Twain Uncensored

The unabridged Autobiography of Mark Twain, Volume 1, delayed by Twain’s request for a century, is coming this fall. The New York Times describes choice passages:

Twain excoriates “the iniquitous Cuban-Spanish War” and Gen. Leonard Wood’s “mephitic record” as governor general in Havana. In writing about an attack on a tribal group in the Philippines, Twain refers to American troops as “our uniformed assassins” and describes their killing of “six hundred helpless and weaponless savages” as “a long and happy picnic with nothing to do but sit in comfort and fire the Golden Rule into those people down there and imagine letters to write home to the admiring families, and pile glory upon glory.”

And later on:

Justin Kaplan, author of “Mr.
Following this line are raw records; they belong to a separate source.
//! Applying a computed removal to the real document.

use super::ElementsToRemove;
use super::dependencies::remove_device;
use crate::kind::{ElementKind, kind_of};
use crate::locator::find_by_id_strict;
use cibtree::{Document, NodeId};

/// Remove the elements and references described by `elements` from `doc`.
///
/// Ids that no longer exist are skipped silently: the closure can reach the
/// same element for several reasons, and committing twice must be
/// harmless. Returns the number of edits made.
pub fn remove_specified_elements(doc: &mut Document, elements: &ElementsToRemove) -> usize {
    let mut edits = 0;

    for id in elements.ids_to_remove() {
        for node in find_by_id_strict(doc, id) {
            log::debug!("Removing {} '{id}'", doc.tag(node));
            doc.detach(node);
            edits += 1;
        }
    }

    for (removed_id, referencing) in elements.element_references() {
        for referencing_id in referencing.keys() {
            for node in find_by_id_strict(doc, referencing_id) {
                edits += remove_reference(doc, node, removed_id);
            }
        }
    }

    log::info!(
        "Removed {} element(s) with {edits} edit(s)",
        elements.ids_to_remove().len()
    );
    edits
}

/// Strip every reference to `removed_id` held by `referencing`.
fn remove_reference(doc: &mut Document, referencing: NodeId, removed_id: &str) -> usize {
    let mut edits = 0;

    let reference_nodes: Vec<NodeId> = doc
        .children(referencing)
        .iter()
        .copied()
        .filter(|&child| {
            kind_of(doc, child).is_reference_only() && doc.attr(child, "id") == Some(removed_id)
        })
        .collect();
    for node in reference_nodes {
        log::debug!(
            "Removing reference to '{removed_id}' from '{}'",
            doc.attr(referencing, "id").unwrap_or_default()
        );
        doc.detach(node);
        edits += 1;
    }

    let holds_device = kind_of(doc, referencing) == ElementKind::FencingLevel
        && doc
            .attr(referencing, "devices")
            .is_some_and(|devices| devices.split(',').any(|d| d == removed_id));
    if holds_device {
        if remove_device(doc, referencing, removed_id) {
            doc.detach(referencing);
        }
        edits += 1;
    }

    edits
}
Clemens and Mark Twain: A Biography,” said in a telephone interview: “One thing that gets Mark Twain going is his rage and resentment. There are a number of passages where he wants to get even, to settle scores with people whom he really despises. He loved invective.”

But it’s not all negative:

Twain recalls being invited to an official White House dinner and being warned by his wife, Olivia, who stayed at home, not to wear his winter galoshes. At the White House, he sought out the first lady, Frances Cleveland, and got her to sign a card on which was written “He didn’t.”